Parole che non occorre tradurre, un esplicito e chiaro invito alla riscoperta del ruolo che deve avere ogni sana comunità la quale “è responsabile se è capace di dare risposte, non solo su Dio, ma anche sui tanti interrogativi della vita di tutti i giorni”. L’amara constatazione:  i giovani non hanno più persone di cui si possono fidare. Ma don Matteo ha avuto una sorte diversa: “Non avrei potuto dare il mio sì se non avessi avuto una comunità alle mie spalle. Quando una comunità è responsabile? Quando si preoccupa dei suoi giovani e diventa punto di riferimento”. Ed è ciò che è accaduto a lui prossimo novello sacerdote.

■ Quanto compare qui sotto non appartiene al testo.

//! Offline unit tests for agit-db pool configuration and row types.
//! These tests do not require a live database connection.

use std::net::{IpAddr, Ipv4Addr, SocketAddr};
use std::path::PathBuf;

use agit_core::{AppConfig, Environment, RowRejection};
use agit_db::{AreaRow, ImportSummary, PoolConfig, ProfileRow};
use chrono::Utc;
use uuid::Uuid;

#[test]
fn pool_config_from_app_config_uses_core_values() {
    let app_config = AppConfig {
        database_url: "postgres://example".to_string(),
        env: Environment::Test,
        bind_addr: SocketAddr::new(IpAddr::V4(Ipv4Addr::LOCALHOST), 3000),
        log_level: "info".to_string(),
        admin_email: None,
        dedup_radius_m: 50.0,
        public_sources_path: PathBuf::from("./config/public_sources.yaml"),
        db_max_connections: 42,
        db_min_connections: 7,
        db_acquire_timeout_secs: 9,
        kakao_rest_api_key: None,
        geocoder_timeout_secs: 10,
        rate_limit_per_minute: 120,
    };

    let pool_config = PoolConfig::from_app_config(&app_config);
    assert_eq!(pool_config.max_connections, 42);
    assert_eq!(pool_config.min_connections, 7);
    assert_eq!(pool_config.acquire_timeout_secs, 9);
}

#[test]
fn area_row_converts_into_domain_area() {
    let id = Uuid::new_v4();
    let row = AreaRow {
        id,
        name: "Exit 7".to_string(),
        address: "Gangnam-daero 396".to_string(),
        latitude: 37.4979,
        longitude: 127.0276,
        is_indoor: false,
        verification_count: 3,
        is_verified: true,
        is_public_data: false,
        public_data_source: None,
        public_data_updated_at: None,
        created_at: Utc::now(),
        updated_at: Utc::now(),
    };

    let area = row.into_area();
    assert_eq!(area.id, id);
    assert!((area.coordinate.latitude - 37.4979).abs() < f64::EPSILON);
    assert!((area.coordinate.longitude - 127.0276).abs() < f64::EPSILON);
    assert!(area.is_verified);
}

#[test]
fn profile_row_projects_session_profile() {
    let row = ProfileRow {
        id: Uuid::new_v4(),
        email: Some("hop@example.com".to_string()),
        nickname: "hopper".to_string(),
        points: 350,
        rank: "탐험 토끼".to_string(),
        created_at: Utc::now(),
        updated_at: Utc::now(),
    };

    let session = row.to_session_profile();
    assert_eq!(session.id, row.id);
    assert_eq!(session.points, 350);
    assert_eq!(session.rank, "탐험 토끼");
}

#[test]
fn import_summary_skipped_counts_every_non_insert() {
    let summary = ImportSummary {
        inserted: 4,
        duplicates: 2,
        missing_coordinates: 1,
        failed: vec![RowRejection {
            line: 9,
            reason: "boom".to_string(),
        }],
    };
    assert_eq!(summary.skipped(), 4);
}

Ma chi è l’adulto si cui parla don Matteo? “Chi si china sul grembo dei giovani per ascoltarli. I nostri giovani vivono nel silenzio, disabitato, privo di sogni e di idee, di emozioni e privo di Dio”. Ma c’è silenzio e silenzio. “Quanto è stato importante il silenzio di chi aveva compreso la mia vocazione. Riscopriamo il valore del silenzio rispetto a chi predilige la pratica del giudizio e delle lamentele e di tante parole fuori posto”. L’invito a tutti – per averlo sperimentato personalmente – l’importanza di uno sguardo e di un abbraccio per riscoprire il valore dei rapporti interpersonali.
Grazie don Matteo.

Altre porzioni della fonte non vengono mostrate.